Nel Salento l’ufficiale di origini umbre ha raccolto una lunga serie di successi nella lotta alla criminalità organizzata, assestando colpi letali ai clan con arresti, condanne e sequestri per milioni di euro. Le indagini dei Ros hanno documentato la riorganizzazione di uno dei clan storici della Scu, quello dei Padovano. L’operazione Galatea ha svelato la lotta fratricida tra i due fratelli Salvatore e Rosario, con quest’ultimo mandante dell’omicidio del primo, e l’eredità raccolta dagli eredi di una delle frange più potenti della quarta mafia pugliese, da sempre alleata del clan Tornese di Monteroni, altra roccaforte della Scu.

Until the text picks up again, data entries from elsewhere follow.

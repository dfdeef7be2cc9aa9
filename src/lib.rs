//! This is a library to compute exact draw odds for the 24 card deck
//! (nine through ace, four suits) used by bluff betting games.
//!
//! # Core
//!
//! The core module contains the basic values: [`core::Rank`],
//! [`core::Suit`], [`core::Card`] and the [`core::CardSet`] that knows how
//! many ways there are to draw cards out of it.
//!
//! # Solver
//!
//! The solver module turns a known hand and a number of unknown cards into
//! exact probabilities for every combination in the
//! [`solver::Catalog`].
//!
//! ```
//! use bluff_odds::core::{CardSet, Rank};
//! use bluff_odds::solver::Solver;
//!
//! let hand: CardSet = "9sTs".parse().unwrap();
//! let solver = Solver::new(hand, 3).unwrap();
//!
//! assert!(solver.probability_small_straight() > 0.0);
//! assert_eq!(0.0, solver.probability_quad(Rank::Ace));
//! ```
#![deny(clippy::all)]

/// Allow all the core poker functionality to be used
/// externally. Everything in core should be agnostic
/// to the exact probability engine.
pub mod core;

/// The exact probability engine and the ordered combination catalog.
pub mod solver;
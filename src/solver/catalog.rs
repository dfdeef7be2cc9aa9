//! The ordered list of every combination a player can bet on.
//!
//! Position in the catalog is the strength of a bet: a new bet has to sit
//! later in the catalog than the one before it. The order is
//!
//! 1. high card, by ascending rank
//! 2. pair, by ascending rank
//! 3. two pair, higher pair first, ordered by that higher then the lower rank
//! 4. small straight
//! 5. big straight
//! 6. three of a kind, by ascending rank
//! 7. full house, every two distinct ranks, three-rank then pair-rank
//! 8. quad, by ascending rank
//! 9. flush, per suit
//! 10. small poker, per suit
//! 11. big poker, per suit
//!
//! Once published this order must not change.
use std::cmp::Ordering;
use std::collections::HashMap;
use std::sync::OnceLock;

use tracing::debug;

use super::{Combination, Odds, Requirement, Solver};
use crate::core::{BluffError, CardSet, Rank, Suit};

static CATALOG: OnceLock<Catalog> = OnceLock::new();

/// One catalog slot: the combination, its name and the requirement the
/// solver evaluates for it.
#[derive(Debug, Clone)]
pub struct CatalogEntry {
    combination: Combination,
    name: String,
    requirement: Requirement,
}

impl CatalogEntry {
    fn new(combination: Combination) -> Self {
        Self {
            combination,
            name: combination.to_string(),
            requirement: combination.requirement(),
        }
    }

    pub fn combination(&self) -> &Combination {
        &self.combination
    }

    pub fn name(&self) -> &str {
        &self.name
    }

    pub fn requirement(&self) -> &Requirement {
        &self.requirement
    }

    /// Exact odds of this entry for the solver's hand and draw.
    pub fn odds(&self, solver: &Solver) -> Odds {
        solver.odds(&self.requirement)
    }

    /// Does the entry hold in the revealed cards.
    pub fn holds(&self, cards: &CardSet) -> bool {
        self.requirement.is_met_by(cards)
    }
}

/// One row of a probability table.
#[cfg_attr(feature = "serde", derive(serde::Serialize, serde::Deserialize))]
#[derive(Debug, Clone, Copy, PartialEq)]
pub struct CombinationOdds {
    pub combination: Combination,
    pub odds: Odds,
    pub probability: f64,
}

/// Every combination in strength order.
#[derive(Debug)]
pub struct Catalog {
    entries: Vec<CatalogEntry>,
    by_name: HashMap<String, usize>,
    by_combination: HashMap<Combination, usize>,
}

impl Catalog {
    /// The catalog shared by the whole process. Built on first use.
    pub fn global() -> &'static Catalog {
        CATALOG.get_or_init(Catalog::build)
    }

    fn build() -> Catalog {
        let mut combinations = Vec::new();
        combinations.extend(Rank::ALL.map(Combination::HighCard));
        combinations.extend(Rank::ALL.map(Combination::Pair));
        combinations.extend(
            Self::rank_pairs()
                .filter(|(a, b)| a > b)
                .map(|(a, b)| Combination::TwoPair(a, b)),
        );
        combinations.push(Combination::SmallStraight);
        combinations.push(Combination::BigStraight);
        combinations.extend(Rank::ALL.map(Combination::Three));
        combinations.extend(Self::rank_pairs().map(|(a, b)| Combination::Full(a, b)));
        combinations.extend(Rank::ALL.map(Combination::Quad));
        combinations.extend(Suit::ALL.map(Combination::Flush));
        combinations.extend(Suit::ALL.map(Combination::SmallPoker));
        combinations.extend(Suit::ALL.map(Combination::BigPoker));

        let entries: Vec<CatalogEntry> = combinations.into_iter().map(CatalogEntry::new).collect();
        let by_name = entries
            .iter()
            .enumerate()
            .map(|(idx, entry)| (entry.name.clone(), idx))
            .collect();
        let by_combination = entries
            .iter()
            .enumerate()
            .map(|(idx, entry)| (entry.combination, idx))
            .collect();
        debug!(entries = entries.len(), "Built combination catalog");
        Catalog {
            entries,
            by_name,
            by_combination,
        }
    }

    /// Every ordered pair of distinct ranks, first rank major.
    fn rank_pairs() -> impl Iterator<Item = (Rank, Rank)> {
        Rank::ALL
            .into_iter()
            .flat_map(|a| Rank::ALL.into_iter().map(move |b| (a, b)))
            .filter(|(a, b)| a != b)
    }

    pub fn len(&self) -> usize {
        self.entries.len()
    }

    pub fn is_empty(&self) -> bool {
        self.entries.is_empty()
    }

    pub fn entries(&self) -> &[CatalogEntry] {
        &self.entries
    }

    pub fn iter(&self) -> std::slice::Iter<'_, CatalogEntry> {
        self.entries.iter()
    }

    pub fn get(&self, position: usize) -> Option<&CatalogEntry> {
        self.entries.get(position)
    }

    /// Strength of a combination; `None` when it isn't a catalog entry
    /// (for example a two pair with the lower rank first).
    pub fn position(&self, combination: &Combination) -> Option<usize> {
        self.by_combination.get(combination).copied()
    }

    /// Find an entry by name.
    ///
    /// # Errors
    ///
    /// `BluffError::UnknownCombination` when no entry has that name.
    pub fn lookup(&self, name: &str) -> Result<&CatalogEntry, BluffError> {
        self.by_name
            .get(name)
            .map(|&idx| &self.entries[idx])
            .ok_or_else(|| BluffError::UnknownCombination(name.to_string()))
    }

    /// Compare two combinations by strength. `None` if either is not in the
    /// catalog.
    pub fn compare(&self, a: &Combination, b: &Combination) -> Option<Ordering> {
        Some(self.position(a)?.cmp(&self.position(b)?))
    }

    /// Whether `candidate` is a strictly stronger bet than `previous`.
    ///
    /// # Examples
    ///
    /// ```
    /// use bluff_odds::core::Rank;
    /// use bluff_odds::solver::{Catalog, Combination};
    ///
    /// let catalog = Catalog::global();
    /// assert!(catalog.is_stronger(&Combination::Pair(Rank::Nine), &Combination::HighCard(Rank::Ace)));
    /// assert!(!catalog.is_stronger(&Combination::Pair(Rank::Nine), &Combination::Pair(Rank::Nine)));
    /// ```
    pub fn is_stronger(&self, candidate: &Combination, previous: &Combination) -> bool {
        self.compare(candidate, previous) == Some(Ordering::Greater)
    }

    /// The full probability table for a solver, in catalog order.
    pub fn odds(&self, solver: &Solver) -> Vec<CombinationOdds> {
        self.entries
            .iter()
            .map(|entry| {
                let odds = entry.odds(solver);
                CombinationOdds {
                    combination: entry.combination,
                    odds,
                    probability: odds.probability(),
                }
            })
            .collect()
    }

    /// Every entry that holds in the revealed cards, weakest first.
    pub fn holding<'a>(&'a self, cards: &'a CardSet) -> impl Iterator<Item = &'a CatalogEntry> {
        self.entries.iter().filter(move |entry| entry.holds(cards))
    }
}

impl<'a> IntoIterator for &'a Catalog {
    type Item = &'a CatalogEntry;
    type IntoIter = std::slice::Iter<'a, CatalogEntry>;

    fn into_iter(self) -> Self::IntoIter {
        self.entries.iter()
    }
}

Dall’operazione Augusta è emerso, invece, il processo di riorganizzazione di un altro clan storico della Scu, quello legato alla figura carismatica del boss Salvatore Rizzo, detto Totò, 63 anni, già condannato nel primo maxi processo alla quarta mafia pugliese e noto per il tentativo, poi risultato vano, di fondare la “Famiglia salentina libera”, un’associazione mafiosa parallela operante a Lecce e dintorni. Un’operazione che, secondo il procuratore Cataldo Motta, ha dimostrato come la Sacra corona unita continui, nonostante gli arresti operati dalle forze dell’ordine e l’attività incessante di contrasto, a rinascere dalle proprie ceneri e rimanere radicata nel territorio e nella realtà salentina. L’operazione Network ha tracciato i nuovi interessi economici dei clan, tra servizi legati al turismo, monopolio nella security e in alcuni settori nevralgici.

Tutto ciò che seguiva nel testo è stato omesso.